During today’s lesson we obviously spoke about endings. Our tutor explained the four different stages. First comes the preparation, for us to be ready, the warning. Next comes the disengagement, the actual end where at times we can encounter denial. Then there is the separation stage in which we or others leave or move away which can bring up quite a few emotions. And after that we will face a new beginning, goals, anything new.

But when do we know that we are ready for a new beginning?
How do we say our goodbye?

There are good and bad ways of saying goodbye. I usually run away, avoid this situation at all costs because something in me doesn’t like the sadness of it. I rather pretend that we will see each other again at some point or another and to just keep it light as that. A quick wave or hand shake, a few nice words, a smile, even a hug will be acceptable but I don’t like to think about the potential incident that it could in fact really be the very last time ever that I see that particular person. That thought would simply crush me. And I don’t even know why.

Once again this is a thought that has settled somewhere in my psyche and I will leave it for another day to ponder on the complex mystery which is the human behaviour.

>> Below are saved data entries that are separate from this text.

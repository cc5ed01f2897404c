use std::sync::Arc;

use tokio::sync::broadcast;
use tokio::task::JoinHandle;
use tokio_util::sync::CancellationToken;
use tracing::{debug, info, warn};
use webrtc::rtp::packet::Packet;
use webrtc::rtp_transceiver::rtp_codec::RTCRtpCodecCapability;

use crate::broadcaster::topology_changed;
use crate::events::{EventBus, MeetEvent};
use crate::room::{BindingId, Room, TrackKey, Unbound};
use crate::session::PeerSession;
use crate::transport::{InboundTrack, MediaKind, RelaySink, RelayTrackSpec, TransportError};

// ---------------------------------------------------------------------------
// Configuration
// ---------------------------------------------------------------------------

/// Per-subscriber buffering.  A subscriber that falls further behind than
/// its buffer loses the oldest packets.
#[derive(Debug, Clone, Copy)]
pub struct RelayConfig {
    pub video_buffer: usize,
    pub audio_buffer: usize,
}

impl Default for RelayConfig {
    fn default() -> Self {
        Self {
            video_buffer: 300,
            audio_buffer: 100,
        }
    }
}

impl RelayConfig {
    fn capacity(&self, kind: MediaKind) -> usize {
        match kind {
            MediaKind::Video => self.video_buffer,
            MediaKind::Audio => self.audio_buffer,
        }
    }
}

// ---------------------------------------------------------------------------
// PublishedTrack
// ---------------------------------------------------------------------------

/// An inbound track from the host, fanned out through a broadcast channel so
/// every subscriber reads an independent copy.
pub struct PublishedTrack {
    pub key: TrackKey,
    pub kind: MediaKind,
    pub codec: RTCRtpCodecCapability,
    tx: broadcast::Sender<Packet>,
    /// Child of the publishing session's scope.
    cancel: CancellationToken,
}

impl PublishedTrack {
    pub fn subscribe(&self) -> broadcast::Receiver<Packet> {
        self.tx.subscribe()
    }

    /// End the source reader and every relay fed by this track.
    pub fn stop(&self) {
        self.cancel.cancel();
    }

    #[cfg(test)]
    pub fn is_stopped(&self) -> bool {
        self.cancel.is_cancelled()
    }

    #[cfg(test)]
    pub(crate) fn detached(key: TrackKey, kind: MediaKind) -> Self {
        let (tx, _) = broadcast::channel(16);
        Self {
            key,
            kind,
            codec: RTCRtpCodecCapability::default(),
            tx,
            cancel: CancellationToken::new(),
        }
    }
}

// ---------------------------------------------------------------------------
// RelayHandle
// ---------------------------------------------------------------------------

/// A subscriber's view of one running relay task.
pub struct RelayHandle {
    binding: BindingId,
    outbound_track_id: String,
    cancel: CancellationToken,
    task: JoinHandle<()>,
}

impl RelayHandle {
    /// The task has exited and released its binding.
    pub fn is_finished(&self) -> bool {
        self.task.is_finished()
    }

    pub fn binding(&self) -> BindingId {
        self.binding
    }

    pub fn cancel(&self) {
        self.cancel.cancel();
    }
}

// ---------------------------------------------------------------------------
// Relay
// ---------------------------------------------------------------------------

#[derive(Clone)]
pub struct Relay {
    config: RelayConfig,
    bus: EventBus,
}

impl Relay {
    pub fn new(config: RelayConfig, bus: EventBus) -> Self {
        Self { config, bus }
    }

    /// Accept an inbound track from `session`.  Tracks from members that do
    /// not hold the publisher role are ignored.
    pub fn publish(
        &self,
        room: &Arc<Room>,
        session: &Arc<PeerSession>,
        inbound: Arc<dyn InboundTrack>,
    ) -> Option<Arc<PublishedTrack>> {
        if session.is_cancelled() {
            return None;
        }
        let kind = inbound.kind();
        let (tx, _) = broadcast::channel(self.config.capacity(kind));
        let track = Arc::new(PublishedTrack {
            key: TrackKey::new(session.peer_id(), inbound.id()),
            kind,
            codec: inbound.codec(),
            tx,
            cancel: session.scope(),
        });

        if !room.publish(Arc::clone(&track)) {
            debug!(
                room_id = %room.id(),
                peer_id = %session.peer_id(),
                track = %track.key,
                "ignoring track from non-publisher"
            );
            track.stop();
            return None;
        }

        info!(room_id = %room.id(), track = %track.key, kind = kind.as_str(), "track published");
        self.bus.emit(MeetEvent::track_published(
            room.id(),
            &track.key,
            kind,
        ));

        tokio::spawn(run_source(
            Arc::clone(room),
            Arc::clone(&track),
            inbound,
            self.bus.clone(),
        ));
        topology_changed(room, "track published");
        Some(track)
    }

    /// Start relaying `track` to `subscriber`.  Returns `Ok(None)` when the
    /// room no longer wants this binding.
    pub async fn attach(
        &self,
        room: &Arc<Room>,
        subscriber: &Arc<PeerSession>,
        track: &Arc<PublishedTrack>,
    ) -> Result<Option<RelayHandle>, TransportError> {
        let Some(binding) = room.bind(&track.key, subscriber) else {
            return Ok(None);
        };
        let rx = track.subscribe();

        let spec = RelayTrackSpec {
            track_id: track.key.to_string(),
            stream_id: track.key.publisher.clone(),
            codec: track.codec.clone(),
        };
        let outbound_track_id = spec.track_id.clone();
        let sink = match subscriber.transport().add_relay_track(spec).await {
            Ok(sink) => sink,
            Err(e) => {
                self.release(room, &track.key, subscriber.peer_id(), binding);
                return Err(e);
            }
        };

        let cancel = subscriber.scope();
        let task = tokio::spawn(run_fanout(
            FanoutTask {
                room: Arc::clone(room),
                key: track.key.clone(),
                subscriber: subscriber.peer_id().to_string(),
                binding,
                relay: self.clone(),
            },
            rx,
            sink,
            cancel.clone(),
            track.cancel.clone(),
        ));

        debug!(room_id = %room.id(), track = %track.key, subscriber = %subscriber.peer_id(), binding, "relay attached");
        Ok(Some(RelayHandle {
            binding,
            outbound_track_id,
            cancel,
            task,
        }))
    }

    /// Stop a relay and remove its outbound track from the subscriber.
    pub async fn detach(
        &self,
        room: &Arc<Room>,
        subscriber: &Arc<PeerSession>,
        key: &TrackKey,
        handle: RelayHandle,
    ) {
        handle.cancel();
        self.release(room, key, subscriber.peer_id(), handle.binding);
        if let Err(e) = subscriber
            .transport()
            .remove_relay_track(&handle.outbound_track_id)
            .await
        {
            warn!(subscriber = %subscriber.peer_id(), track = %key, "remove relay track failed: {e}");
        }
    }

    /// Drop a binding if it is still ours, reporting when the track lost its
    /// last subscriber.
    fn release(&self, room: &Room, key: &TrackKey, subscriber: &str, binding: BindingId) {
        if let Unbound::Removed { last } = room.unbind(key, subscriber, binding) {
            debug!(room_id = %room.id(), track = %key, subscriber, last, "binding removed");
            self.bus
                .emit(MeetEvent::relay_stopped(room.id(), key, subscriber, last));
        }
    }
}

// ---------------------------------------------------------------------------
// Tasks
// ---------------------------------------------------------------------------

/// Read the publisher's track until it ends and push every packet into the
/// broadcast channel.  Sending never waits on subscribers.
async fn run_source(
    room: Arc<Room>,
    track: Arc<PublishedTrack>,
    inbound: Arc<dyn InboundTrack>,
    bus: EventBus,
) {
    loop {
        tokio::select! {
            _ = track.cancel.cancelled() => break,
            result = inbound.read() => match result {
                Ok(packet) => {
                    let _ = track.tx.send(packet);
                }
                Err(e) => {
                    debug!(track = %track.key, "source ended: {e}");
                    break;
                }
            }
        }
    }

    track.stop();
    if room.unpublish(&track) {
        info!(room_id = %room.id(), track = %track.key, "track unpublished");
        bus.emit(MeetEvent::track_unpublished(room.id(), &track.key, track.kind));
        topology_changed(&room, "track ended");
    }
}

struct FanoutTask {
    room: Arc<Room>,
    key: TrackKey,
    subscriber: String,
    binding: BindingId,
    relay: Relay,
}

/// Forward packets to one subscriber.  Exits on its own cancellation, the
/// source ending, or a write failure, and always releases its binding.  A
/// failed relay stays down until the subscriber's next topology change.
async fn run_fanout(
    task: FanoutTask,
    mut rx: broadcast::Receiver<Packet>,
    sink: Arc<dyn RelaySink>,
    cancel: CancellationToken,
    source: CancellationToken,
) {
    let label = format!("{} -> {}", task.key, task.subscriber);
    loop {
        tokio::select! {
            _ = cancel.cancelled() => {
                debug!("{label} relay cancelled");
                break;
            }
            _ = source.cancelled() => {
                debug!("{label} source stopped");
                break;
            }
            result = rx.recv() => {
                match result {
                    Ok(packet) => {
                        if let Err(e) = sink.write(&packet).await {
                            warn!("{label} write error: {e}");
                            break;
                        }
                    }
                    Err(broadcast::error::RecvError::Lagged(n)) => {
                        warn!("{label} subscriber lagged, dropped {n} packets");
                    }
                    Err(broadcast::error::RecvError::Closed) => {
                        debug!("{label} source channel closed");
                        break;
                    }
                }
            }
        }
    }

    task.relay
        .release(&task.room, &task.key, &task.subscriber, task.binding);
    cancel.cancel();
}

// ---------------------------------------------------------------------------
// Tests
// ---------------------------------------------------------------------------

Now, this I think was a bad example of goodbye. A good one would probably be when you look a person in the eye and express how much you enjoyed their company and you might exchange a good hand shake or a deep hug, maybe even a kiss depending on what connection you had and you make sure you don’t leave anything unsaid and you lovingly release them to follow their path wherever it may take them.

Ok, this was a very deep version of a goodbye. There are also endings that we don’t even notice. There are endings all the time. Pop, another second has passed, gone, ended. Now a minute has just ended, the morning is already over and this day will soon be over too. The week usually goes ever so quick and by the way we are already in April so March has ended so did work yesterday and I haven’t been a teen for years and so on and on and on…

Another classic example would be when we go shopping, get out of the car and all we think about is our shopping list. We didn’t even waste a single second thinking about the car journey that has just ended or that we indeed left the house before we even got into the car.

And what is worse? To leave or to be left? Observing my own reactions I believe that it makes it worse the more we are attached emotionally. When I moved town when I was about 12 I wasn’t really paying much attention to what I left behind, I instead looked forward to what was about to come. Whereas my friends I left behind in that house told me a few years later how much they were crying because they were so sad that I wouldn’t be around anymore. And how distraught was I when a good childhood friend of mine suddenly had a much better friend and I wasn’t her first choice anymore. She surely wasn’t as sad as me, she had something new to look out for.

I have realised that I miss out on valuable experiences by not ending things properly. I never had a leaving party at any of my places of work, I don’t get any feedback from my patients at work because I just run out of the door when my shift is over and there are many unresolved problems with people where I never explained my point of view properly partially because I didn’t know how to at that time.

So all these thoughts and considerations suddenly weighed heavily on me while I was clinging on to my chair at the final end of our last lesson. And our tutor had kindly reminded us constantly throughout that this lesson would end precisely when it was set to end and that after that it will never be the same again.

Of course this was all part of the course, a learning experience, raising awareness, but it brought up sheer panic in me because all this previous fear that I had been avoiding by not engaging in too deep a goodbye now bubbled up to the surface like a hot mud pool.

And how did I deal with it?

I didn’t really. I instructed myself to pay more attention to it in the future but I am still quite bad at it. I think there is something else locked away inside of me that needs shifting first before I can engage in a proper and meaningful goodbye.

Maybe it starts by valuing more what we got and live every single moment of life as if it was the last.